# Carbon Fiber Shooter 4 Oldmiser



## oldmiser (Jan 22, 2014)

Well my friends I have this Very nice Carbon Fiber "No Name" Slingshot From a SSF Member~LiquideBullet..

I seen that Vly62 has made a great review of this carbo slingshot with all the specs.......

I much say when I first seen this slingshot was well impressed ....very well designed..small compact for the pocket...

can use different tube sets as the is a slot cut....ya know about what ever you want to throw on the frame..2040..1845..1745

single tube set weaved thru the frame..or a full looped tube set & even the persuto tube set...I have tried the 2040 tubing

shoots like a dream...it took me maybe 10 shots too find the sweet spot for shooting...I need to pick up some 1842 yet..

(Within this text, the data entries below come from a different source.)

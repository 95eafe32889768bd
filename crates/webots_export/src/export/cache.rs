//! Resource cache for deduplicating emitted definitions
//!
//! Each resource kind keeps its own identifier namespace, a map from host
//! handle to assigned identifier and the `DEF` name of every handle whose
//! full definition has been written. Later encounters of an emitted
//! resource write a `USE` reference instead. All `DEF` names of one export
//! share a single namespace, since derived names of different kinds can
//! coincide.

use std::collections::HashMap;
use std::hash::Hash;

use super::identifier::IdentifierNamespace;
use crate::scene::{ImageHandle, MeshHandle, ObjectHandle};

/// Identifier and emission state for one resource kind
#[derive(Debug)]
pub struct KindCache<K> {
    /// Handle -> assigned identifier
    identifiers: HashMap<K, String>,
    /// Identifiers handed out so far
    namespace: IdentifierNamespace,
    /// Handle -> `DEF` name of its written definition
    emitted: HashMap<K, String>,
}

impl<K> Default for KindCache<K> {
    fn default() -> Self {
        Self {
            identifiers: HashMap::new(),
            namespace: IdentifierNamespace::new(),
            emitted: HashMap::new(),
        }
    }
}

impl<K: Copy + Eq + Hash> KindCache<K> {
    /// Identifier of `key`, assigning one derived from `name` on first use
    ///
    /// Once assigned, later calls return the same identifier whatever name
    /// they pass.
    pub fn lookup_or_create(&mut self, key: K, name: &str) -> String {
        if let Some(identifier) = self.identifiers.get(&key) {
            return identifier.clone();
        }
        let identifier = self.namespace.unique(name);
        self.identifiers.insert(key, identifier.clone());
        identifier
    }

    /// Identifier previously assigned to `key`
    pub fn identifier(&self, key: K) -> Option<&str> {
        self.identifiers.get(&key).map(String::as_str)
    }

    /// Record that the definition of `key` has been written as
    /// `DEF definition`.
    ///
    /// Returns `false` if it already was; the first name is kept.
    pub fn mark_emitted(&mut self, key: K, definition: String) -> bool {
        debug_assert!(
            self.identifiers.contains_key(&key),
            "resource emitted before an identifier was assigned"
        );
        if self.emitted.contains_key(&key) {
            return false;
        }
        self.emitted.insert(key, definition);
        true
    }

    /// Whether the definition of `key` has been written
    pub fn is_emitted(&self, key: K) -> bool {
        self.emitted.contains_key(&key)
    }

    /// `DEF` name under which `key` was written
    pub fn definition(&self, key: K) -> Option<&str> {
        self.emitted.get(&key).map(String::as_str)
    }

    /// Number of emitted definitions
    pub fn emitted_count(&self) -> usize {
        self.emitted.len()
    }
}

/// Per-export cache for objects, meshes and images
#[derive(Debug, Default)]
pub struct ResourceCache {
    /// Scene objects
    pub objects: KindCache<ObjectHandle>,
    /// Mesh data
    pub meshes: KindCache<MeshHandle>,
    /// Texture images
    pub images: KindCache<ImageHandle>,
    /// Every `DEF` name written so far
    pub definitions: IdentifierNamespace,
}

impl ResourceCache {
    /// Create an empty cache
    pub fn new() -> Self {
        Self::default()
    }
}
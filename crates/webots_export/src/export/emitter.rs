//! Auto-indenting text writer
//!
//! The caller writes fragments of text. The emitter indents by two spaces
//! per nesting level, where a fragment ending in `{` or `[` opens a level and
//! a fragment starting with `}` or `]` closes one.

use std::io::{self, Write};

const INDENT: &str = "  ";

/// Double-quoted string literal with `"` and `\` escaped
pub fn quote(text: &str) -> String {
    let mut quoted = String::with_capacity(text.len() + 2);
    quoted.push('"');
    for c in text.chars() {
        if matches!(c, '"' | '\\') {
            quoted.push('\\');
        }
        quoted.push(c);
    }
    quoted.push('"');
    quoted
}

/// Bracket-tracking writer over any [`Write`] sink
#[derive(Debug)]
pub struct TextEmitter<W: Write> {
    out: W,
    depth: usize,
    at_line_start: bool,
}

impl<W: Write> TextEmitter<W> {
    /// Wrap a sink
    pub fn new(out: W) -> Self {
        Self {
            out,
            depth: 0,
            at_line_start: true,
        }
    }

    /// Current nesting depth
    pub fn depth(&self) -> usize {
        self.depth
    }

    /// Write a fragment, indenting it if it starts a physical line
    pub fn write(&mut self, fragment: &str) -> io::Result<()> {
        self.emit(fragment, false)
    }

    /// Write a fragment followed by a line break
    pub fn line(&mut self, text: &str) -> io::Result<()> {
        self.emit(text, true)
    }

    fn emit(&mut self, text: &str, newline: bool) -> io::Result<()> {
        let trimmed = text.trim();

        if trimmed.starts_with('}') || trimmed.starts_with(']') {
            debug_assert!(self.depth > 0, "unbalanced closing bracket: {trimmed:?}");
            self.depth = self.depth.saturating_sub(1);
        }

        if self.at_line_start && !text.is_empty() {
            for _ in 0..self.depth {
                self.out.write_all(INDENT.as_bytes())?;
            }
        }
        self.out.write_all(text.as_bytes())?;
        if newline {
            self.out.write_all(b"\n")?;
        }
        self.at_line_start = newline || text.ends_with('\n');

        if trimmed.ends_with('{') || trimmed.ends_with('[') {
            self.depth += 1;
        }
        Ok(())
    }

    /// Flush the sink and return the final depth, zero for balanced output
    pub fn finish(&mut self) -> io::Result<usize> {
        self.out.flush()?;
        Ok(self.depth)
    }

    /// Unwrap the sink
    pub fn into_inner(self) -> W {
        self.out
    }
}

#[cfg(test)]
mod tests {
    use super::*;

    fn render(fragments: &[&str]) -> String {
        let mut emitter = TextEmitter::new(Vec::new());
        for fragment in fragments {
            emitter.write(fragment).unwrap();
        }
        assert_eq!(emitter.finish().unwrap(), 0);
        String::from_utf8(emitter.into_inner()).unwrap()
    }

    #[test]
    fn test_nested_indentation() {
        let text = render(&[
            "Transform {\n",
            "children [\n",
            "Shape {\n",
            "}\n",
            "]\n",
            "}\n",
        ]);
        assert_eq!(text, "Transform {\n  children [\n    Shape {\n    }\n  ]\n}\n");
    }

    #[test]
    fn test_fragments_continue_a_line() {
        let text = render(&["group [\n", "1 2 3 -1 ", "4 5 6 -1 ", "\n", "]\n"]);
        assert_eq!(text, "group [\n  1 2 3 -1 4 5 6 -1 \n]\n");
    }

    #[test]
    fn test_inline_definition_opens_one_level() {
        let mut emitter = TextEmitter::new(Vec::new());
        emitter.write("coord ").unwrap();
        emitter.write("DEF COORDS_CUBE ").unwrap();
        emitter.line("Coordinate {").unwrap();
        assert_eq!(emitter.depth(), 1);
        emitter.line("point [").unwrap();
        emitter.line("]").unwrap();
        emitter.line("}").unwrap();
        assert_eq!(emitter.finish().unwrap(), 0);

        let text = String::from_utf8(emitter.into_inner()).unwrap();
        assert_eq!(text, "coord DEF COORDS_CUBE Coordinate {\n  point [\n  ]\n}\n");
    }

    #[test]
    fn test_quote_escapes() {
        assert_eq!(quote("motor"), "\"motor\"");
        assert_eq!(quote(r#"a "b" \c"#), r#""a \"b\" \\c""#);
    }

    #[test]
    fn test_unclosed_depth_is_reported() {
        let mut emitter = TextEmitter::new(Vec::new());
        emitter.line("WorldInfo {").unwrap();
        assert_eq!(emitter.finish().unwrap(), 1);
    }
}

the shooter cam with the mystery red tube & leather pouch..the tube maybe only 3mm..strange stuff too use...But it puts the ammo right on target....easy pull ..5 pounds..this tubing seems to favor 5/16" steel......I changed the pouch ..to a deer hide no center hole

And let me tell ya the BB'S really haul the mail..so for now is will be my BB shooter...

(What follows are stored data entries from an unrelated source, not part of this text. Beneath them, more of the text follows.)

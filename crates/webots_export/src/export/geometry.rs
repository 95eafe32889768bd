//! Indexed face set writer
//!
//! A mesh is written once as `DEF GROUP_<mesh> Group`, holding one `Shape`
//! per (material slot, image) combination used by its faces. Later users of
//! the same mesh write `USE GROUP_<mesh>`. All shapes of a mesh share one
//! `Coordinate` node listing every vertex.

use std::collections::BTreeMap;
use std::fmt::Write as _;
use std::io::{self, Write};

use super::cache::ResourceCache;
use super::emitter::{quote, TextEmitter};
use super::overrides::OverrideTable;
use super::paths::PathResolver;
use super::transform::{write_transform_begin, write_transform_end, TransformNode};
use crate::foundation::math::{Mat4, Vec2, Vec3};
use crate::scene::{ImageHandle, Material, Mesh, MeshHandle, ObjectHandle, SceneSource, World};

/// Crease angle for meshes without a custom smoothing angle
pub const FULL_SMOOTH_CREASE_ANGLE: f32 = 1.0;

/// Faces of one mesh sharing a material slot and an image
#[derive(Debug, Clone, PartialEq, Eq)]
pub struct FaceGroup {
    /// Material slot index
    pub material_index: usize,
    /// Resolved image
    pub image: Option<ImageHandle>,
    /// Face indices in mesh order
    pub faces: Vec<usize>,
}

/// Per-slot material data of a mesh; a mesh without slots has one empty slot
struct MaterialSlots<'s> {
    materials: Vec<Option<&'s Material>>,
    images: Vec<Option<ImageHandle>>,
}

impl<'s> MaterialSlots<'s> {
    fn new<S: SceneSource + ?Sized>(scene: &'s S, mesh: &Mesh) -> Self {
        let materials: Vec<Option<&Material>> = if mesh.materials.is_empty() {
            vec![None]
        } else {
            mesh.materials
                .iter()
                .map(|slot| slot.and_then(|handle| scene.material(handle)))
                .collect()
        };
        let images = materials
            .iter()
            .map(|material| material.and_then(Material::image_texture))
            .collect();
        Self { materials, images }
    }

    /// Slot of a face; out of range indices use the last slot
    fn slot(&self, material_index: usize) -> usize {
        material_index.min(self.materials.len() - 1)
    }

    /// Empty slots behave as if they allowed face textures
    fn uses_face_texture(&self, slot: usize) -> bool {
        self.materials[slot].map_or(true, |material| material.use_face_texture)
    }

    fn any_face_texture(&self) -> bool {
        (0..self.materials.len()).any(|slot| self.uses_face_texture(slot))
    }
}

/// Whether the mesh UV layer is written, i.e. it exists, matches the face
/// list and some slot takes per-face textures
fn writes_uvs(mesh: &Mesh, slots: &MaterialSlots<'_>) -> bool {
    mesh.uv_layer
        .as_ref()
        .is_some_and(|layer| layer.faces.len() == mesh.faces.len())
        && slots.any_face_texture()
}

/// Partition faces by (material slot, image) in output order: slot
/// ascending, then image name ascending with "no image" first.
pub fn group_faces<S: SceneSource + ?Sized>(scene: &S, mesh: &Mesh) -> Vec<FaceGroup> {
    let slots = MaterialSlots::new(scene, mesh);
    let face_slots: Vec<usize> = mesh.faces.iter().map(|f| slots.slot(f.material_index)).collect();

    let face_images: Vec<Option<ImageHandle>> = match &mesh.uv_layer {
        Some(layer) if writes_uvs(mesh, &slots) => face_slots
            .iter()
            .zip(&layer.faces)
            .map(|(&slot, face_uv)| {
                if slots.uses_face_texture(slot) {
                    face_uv.image
                } else {
                    slots.images[slot]
                }
            })
            .collect(),
        _ if slots.images.iter().any(Option::is_some) => {
            face_slots.iter().map(|&slot| slots.images[slot]).collect()
        }
        _ => vec![None; mesh.faces.len()],
    };

    // Images in first-use order; this breaks ties between equal names
    let mut images: Vec<Option<ImageHandle>> = Vec::new();
    for image in &face_images {
        if !images.contains(image) {
            images.push(*image);
        }
    }
    let image_name = |image: &Option<ImageHandle>| -> String {
        image
            .and_then(|handle| scene.image(handle))
            .map(|image| image.name.clone())
            .unwrap_or_default()
    };

    let mut groups: BTreeMap<(usize, String, usize), FaceGroup> = BTreeMap::new();
    for (face, (&slot, image)) in face_slots.iter().zip(&face_images).enumerate() {
        let rank = images.iter().position(|i| i == image).unwrap_or_default();
        groups
            .entry((slot, image_name(image), rank))
            .or_insert_with(|| FaceGroup {
                material_index: slot,
                image: *image,
                faces: Vec::new(),
            })
            .faces
            .push(face);
    }
    groups.into_values().collect()
}

fn clamp_color(color: Vec3) -> Vec3 {
    color.map(|c| c.clamp(0.0, 1.0))
}

fn color(v: &Vec3) -> String {
    format!("{:.3} {:.3} {:.3}", v.x, v.y, v.z)
}

/// Writes face sets on behalf of an export session
pub struct GeometryWriter<'a, W: Write, R: PathResolver + ?Sized> {
    /// Output
    pub out: &'a mut TextEmitter<W>,
    /// Identifier and emission state
    pub cache: &'a mut ResourceCache,
    /// Texture path resolution
    pub resolver: &'a mut R,
    /// Node overrides
    pub overrides: &'a OverrideTable,
}

impl<W: Write, R: PathResolver + ?Sized> GeometryWriter<'_, W, R> {
    /// Write `mesh` for `object` under the face-set transform `matrix`.
    ///
    /// `mesh_name` replaces the mesh's own name when deriving its identifier.
    pub fn write_indexed_face_set<S: SceneSource + ?Sized>(
        &mut self,
        scene: &S,
        object: ObjectHandle,
        mesh_handle: MeshHandle,
        mesh_name: Option<&str>,
        matrix: &Mat4,
    ) -> io::Result<()> {
        let (Some(obj), Some(mesh)) = (scene.object(object), scene.mesh(mesh_handle)) else {
            return Ok(());
        };

        let object_id = self.cache.objects.lookup_or_create(object, &format!("OB_{}", obj.name));
        let mesh_id = self
            .cache
            .meshes
            .lookup_or_create(mesh_handle, &format!("ME_{}", mesh_name.unwrap_or(&mesh.name)));

        if !mesh.has_faces() {
            log::trace!("Mesh '{}' of '{}' has no faces", mesh.name, obj.name);
            return Ok(());
        }

        let transform_id = format!("{object_id}_IFS_TRANSFORM");
        let bounds = scene.bounds(object);
        let scope = write_transform_begin(
            &mut *self.out,
            &mut self.cache.definitions,
            &TransformNode {
                id: &transform_id,
                matrix: *matrix,
                bounds,
                dimensions: obj.dimensions(&bounds),
                entry: self.overrides.get(&transform_id),
            },
        )?;

        if let Some(group_id) = self.cache.meshes.definition(mesh_handle) {
            log::debug!("Reusing {group_id} for '{}'", obj.name);
            self.out.line(&format!("USE {group_id}"))?;
        } else {
            let group_id = self.cache.definitions.reserve(&format!("GROUP_{mesh_id}"));
            self.cache.meshes.mark_emitted(mesh_handle, group_id.clone());
            self.out.line(&format!("DEF {group_id} Group {{"))?;
            self.out.line("children [")?;
            self.write_shapes(scene, mesh, &mesh_id)?;
            self.out.line("]")?;
            self.out.line("}")?;
        }

        write_transform_end(&mut *self.out, scope)
    }

    fn write_shapes<S: SceneSource + ?Sized>(&mut self, scene: &S, mesh: &Mesh, mesh_id: &str) -> io::Result<()> {
        let slots = MaterialSlots::new(scene, mesh);
        let uv_layer = mesh.uv_layer.as_ref().filter(|_| writes_uvs(mesh, &slots));
        let world = scene.world().cloned().unwrap_or_default();
        let mut coords_id: Option<String> = None;

        for group in group_faces(scene, mesh) {
            self.out.line("Shape {")?;

            self.out.line("appearance PBRAppearance {")?;
            if let Some(image) = group.image {
                self.write_image_texture(scene, image)?;
            }
            if let Some(material) = slots.materials[group.material_index] {
                self.write_material_colors(material, &world)?;
            }
            self.out.line("}")?;

            self.out.line("geometry IndexedFaceSet {")?;
            if group.faces.iter().any(|&i| mesh.faces[i].smooth) {
                let angle = mesh.auto_smooth_angle.unwrap_or(FULL_SMOOTH_CREASE_ANGLE);
                self.out.line(&format!("creaseAngle {angle:.4}"))?;
            }

            if uv_layer.is_some() {
                self.out.line("texCoordIndex [")?;
                let mut indices = String::new();
                let mut next = 0;
                for &i in &group.faces {
                    for _ in 0..mesh.faces[i].polygon.corner_count() {
                        let _ = write!(indices, "{next} ");
                        next += 1;
                    }
                    indices.push_str("-1 ");
                }
                self.out.write(&indices)?;
                self.out.write("\n")?;
                self.out.line("]")?;
            }

            self.out.line("coordIndex [")?;
            let mut indices = String::new();
            for &i in &group.faces {
                for index in mesh.faces[i].polygon.indices() {
                    let _ = write!(indices, "{index} ");
                }
                indices.push_str("-1 ");
            }
            self.out.write(&indices)?;
            self.out.write("\n")?;
            self.out.line("]")?;

            if let Some(id) = &coords_id {
                self.out.line(&format!("coord USE {id}"))?;
            } else {
                let id = self.cache.definitions.reserve(&format!("COORDS_{mesh_id}"));
                self.out.write("coord ")?;
                self.out.write(&format!("DEF {id} "))?;
                self.out.line("Coordinate {")?;
                self.out.line("point [")?;
                let mut points = String::new();
                for v in &mesh.vertices {
                    let _ = write!(points, "{:.6} {:.6} {:.6} ", v.x, v.y, v.z);
                }
                self.out.write(&points)?;
                self.out.write("\n")?;
                self.out.line("]")?;
                self.out.line("}")?;
                coords_id = Some(id);
            }

            if let Some(layer) = uv_layer {
                self.out.line("texCoord TextureCoordinate {")?;
                self.out.line("point [")?;
                let mut points = String::new();
                for &i in &group.faces {
                    let uvs = &layer.faces[i].uvs;
                    for corner in 0..mesh.faces[i].polygon.corner_count() {
                        let uv = uvs.get(corner).copied().unwrap_or_else(Vec2::zeros);
                        let _ = write!(points, "{:.4} {:.4} ", uv.x, uv.y);
                    }
                }
                self.out.write(&points)?;
                self.out.write("\n")?;
                self.out.line("]")?;
                self.out.line("}")?;
            }

            self.out.line("}")?;
            self.out.line("}")?;
        }
        Ok(())
    }

    fn write_material_colors(&mut self, material: &Material, world: &World) -> io::Result<()> {
        let ambient = world.ambient_color * (material.ambient * 2.0);
        let emissive = (material.diffuse_color * material.emit + ambient) / 2.0;

        self.out.line(&format!("baseColor {}", color(&clamp_color(material.diffuse_color))))?;
        self.out.line(&format!("emissiveColor {}", color(&clamp_color(emissive))))?;
        self.out.line("metalness 0")?;
        self.out.line("roughness 0.5")
    }

    fn write_image_texture<S: SceneSource + ?Sized>(&mut self, scene: &S, handle: ImageHandle) -> io::Result<()> {
        let Some(image) = scene.image(handle) else {
            return Ok(());
        };
        if let Some(texture_id) = self.cache.images.definition(handle) {
            return self.out.line(&format!("texture USE {texture_id}"));
        }
        let image_id = self.cache.images.lookup_or_create(handle, &format!("IM_{}", image.name));
        let image_id = self.cache.definitions.reserve(&image_id);
        self.cache.images.mark_emitted(handle, image_id.clone());

        let urls: Vec<String> = self
            .resolver
            .image_urls(&image.filepath)
            .iter()
            .map(|url| quote(url))
            .collect();
        self.out.write("texture ")?;
        self.out.write(&format!("DEF {image_id} "))?;
        self.out.line("ImageTexture {")?;
        self.out.line(&format!("url [ {} ]", urls.join(" ")))?;
        self.out.line("}")
    }
}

Fit the hand very well..great pleasure to shoot....You would have to contact LiquideBullet for more info on this slingshot..

Thank you again LiquideBullect for a wonderful slingshot....

Check out Vly62 for his input on this slingshot as well........

Well I may just call the DinOmite....But my thinking says Donkey cuz it can tag along with the MULE

~AKAOldmiser


----------



## Viper010 (Apr 21, 2012)

That type of tubing might be from the tackle store. I think it's the kind used on match fishing slingshots, to launch a hand full of maggots around your fishing float.

That looks like an exceedingly nice slingshot! Congrats on the acquisition Oldmiser, enjoy!


----------



## treefork (Feb 1, 2010)

Very Nice OM ! Looks like a fun shooter .


----------



## monkeyboab (Aug 13, 2011)

Nice OM your fairly packing in the shooters and reviews lately bud. That is ace, enjoy it and get those bb's zipping.


----------



## LiquideBullet (May 21, 2014)

Viper010 said:


> That type of tubing might be from the tackle store. I think it's the kind used on match fishing slingshots, to launch a hand full of maggots around your fishing float.
> 
> That looks like an exceedingly nice slingshot! Congrats on the acquisition Oldmiser, enjoy!


Hehehehe yes, it is from tacklestore ;-) But it is not for match fishing slingshots.. it is not designed for slingshots.. It is

something special designed special carp fishing method ;-)


----------



## LiquideBullet (May 21, 2014)

oldmiser said:


> Well my friends I have this Very nice Carbon Fiber "No Name" Slingshot From a SSF Member~LiquideBullet..
> 
> I seen that Vly62 has made a great review of this carbo slingshot with all the specs.......
> 
> ...


Hey my friend,

Thank you for the nice review.. I really appreciate it.. ;-) You are such a kind person, nice to have

good friens like you... 

Enjoy shooting it my friend... ;-)


----------



## Viper010 (Apr 21, 2012)

LiquideBullet said:


> Viper010 said:
> 
> 
> > That type of tubing might be from the tackle store. I think it's the kind used on match fishing slingshots, to launch a hand full of maggots around your fishing float.
> ...


Internal elastic designed for use inside your match fishing pole, so the carp can not break the tackle so easy?


----------



## oldmiser (Jan 22, 2014)

Viper010 said:


> LiquideBullet said:
> 
> 
> > Viper010 said:
> ...


Tell you what..this red line is awesome for the no name slingshot.I have yet too see any wear on this elastic....OM


----------



## LiquideBullet (May 21, 2014)

Viper010 said:


> LiquideBullet said:
> 
> 
> > Viper010 said:
> ...


Yeees!! Yes my friend, exactly ;-) The most interessting sizes are the 4mm(green) and the 3,2mm(Red). Best for me is the Red full looped! But thise tubes are really expensive in

comparison with Dankung tubes.. But they last very long ;-)


----------



## 14585 (Aug 9, 2015)

I've got the same elastic on one of my slings I pulled it back as far as it would go with 3/8 steel it busted a hole straight though the can


----------



## LiquideBullet (May 21, 2014)

Tom Stevens said:


> I've got the same elastic on one of my slings I pulled it back as far as it would go with 3/8 steel it busted a hole straight though the can


Yes, I belive ;-) I use them full looped Dankung style! They are really fun to shoot. They give enough power which means enough speed and very

good feeling when you release the pouch.. Very accure and fun to shoot ;-)


----------